Top of INFORMATION

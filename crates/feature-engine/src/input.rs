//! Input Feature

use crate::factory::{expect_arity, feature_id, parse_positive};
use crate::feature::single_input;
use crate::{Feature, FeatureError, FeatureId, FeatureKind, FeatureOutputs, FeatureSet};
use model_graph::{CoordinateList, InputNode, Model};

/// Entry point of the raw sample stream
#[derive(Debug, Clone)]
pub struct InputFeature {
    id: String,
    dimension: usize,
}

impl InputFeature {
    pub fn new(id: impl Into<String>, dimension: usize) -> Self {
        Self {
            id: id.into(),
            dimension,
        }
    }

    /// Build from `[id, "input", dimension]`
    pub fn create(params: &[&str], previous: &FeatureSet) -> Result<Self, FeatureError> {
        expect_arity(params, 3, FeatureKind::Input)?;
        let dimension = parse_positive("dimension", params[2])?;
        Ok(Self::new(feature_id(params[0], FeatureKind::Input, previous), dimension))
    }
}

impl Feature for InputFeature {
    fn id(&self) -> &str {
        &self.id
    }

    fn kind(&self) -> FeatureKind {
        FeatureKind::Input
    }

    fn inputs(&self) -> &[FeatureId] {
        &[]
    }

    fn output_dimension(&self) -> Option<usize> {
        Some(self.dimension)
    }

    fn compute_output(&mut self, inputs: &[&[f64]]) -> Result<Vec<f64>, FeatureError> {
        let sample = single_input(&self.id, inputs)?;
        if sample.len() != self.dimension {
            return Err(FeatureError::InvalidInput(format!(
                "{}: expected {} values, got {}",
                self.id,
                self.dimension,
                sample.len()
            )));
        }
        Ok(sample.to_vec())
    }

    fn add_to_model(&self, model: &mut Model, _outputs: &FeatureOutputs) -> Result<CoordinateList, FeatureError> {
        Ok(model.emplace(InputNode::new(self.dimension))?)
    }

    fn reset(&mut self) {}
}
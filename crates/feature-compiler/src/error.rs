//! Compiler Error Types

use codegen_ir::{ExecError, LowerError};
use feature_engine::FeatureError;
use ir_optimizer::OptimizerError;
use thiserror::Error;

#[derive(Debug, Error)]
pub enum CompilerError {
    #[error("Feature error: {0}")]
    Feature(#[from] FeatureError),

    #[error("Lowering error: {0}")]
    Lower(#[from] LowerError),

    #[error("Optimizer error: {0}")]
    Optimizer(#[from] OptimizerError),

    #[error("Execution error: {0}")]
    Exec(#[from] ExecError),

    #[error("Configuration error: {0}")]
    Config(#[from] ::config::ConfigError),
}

Bottom of INFORMATION

**EXERCISE DESCRIPTION:** Please give back all of the records exactly as written.

**RESULT OF THIS TASK:**
filename crates/feature-engine/src/input.rs
//! Input Feature

use crate::factory::{expect_arity, feature_id, parse_positive};
use crate::feature::single_input;
use crate::{Feature, FeatureError, FeatureId, FeatureKind, FeatureOutputs, FeatureSet};
use model_graph::{CoordinateList, InputNode, Model};

/// Entry point of the raw sample stream
#[derive(Debug, Clone)]
pub struct InputFeature {
    id: String,
    dimension: usize,
}

impl InputFeature {
    pub fn new(id: impl Into<String>, dimension: usize) -> Self {
        Self {
            id: id.into(),
            dimension,
        }
    }

    /// Build from `[id, "input", dimension]`
    pub fn create(params: &[&str], previous: &FeatureSet) -> Result<Self, FeatureError> {
        expect_arity(params, 3, FeatureKind::Input)?;
        let dimension = parse_positive("dimension", params[2])?;
        Ok(Self::new(feature_id(params[0], FeatureKind::Input, previous), dimension))
    }
}

impl Feature for InputFeature {
    fn id(&self) -> &str {
        &self.id
    }

    fn kind(&self) -> FeatureKind {
        FeatureKind::Input
    }

    fn inputs(&self) -> &[FeatureId] {
        &[]
    }

    fn output_dimension(&self) -> Option<usize> {
        Some(self.dimension)
    }

    fn compute_output(&mut self, inputs: &[&[f64]]) -> Result<Vec<f64>, FeatureError> {
        let sample = single_input(&self.id, inputs)?;
        if sample.len() != self.dimension {
            return Err(FeatureError::InvalidInput(format!(
                "{}: expected {} values, got {}",
                self.id,
                self.dimension,
                sample.len()
            )));
        }
        Ok(sample.to_vec())
    }

    fn add_to_model(&self, model: &mut Model, _outputs: &FeatureOutputs) -> Result<CoordinateList, FeatureError> {
        Ok(model.emplace(InputNode::new(self.dimension))?)
    }

    fn reset(&mut self) {}
}
filename crates/feature-compiler/src/error.rs
//! Compiler Error Types

use codegen_ir::{ExecError, LowerError};
use feature_engine::FeatureError;
use ir_optimizer::OptimizerError;
use thiserror::Error;

#[derive(Debug, Error)]
pub enum CompilerError {
    #[error("Feature error: {0}")]
    Feature(#[from] FeatureError),

    #[error("Lowering error: {0}")]
    Lower(#[from] LowerError),

    #[error("Optimizer error: {0}")]
    Optimizer(#[from] OptimizerError),

    #[error("Execution error: {0}")]
    Exec(#[from] ExecError),

    #[error("Configuration error: {0}")]
    Config(#[from] ::config::ConfigError),
}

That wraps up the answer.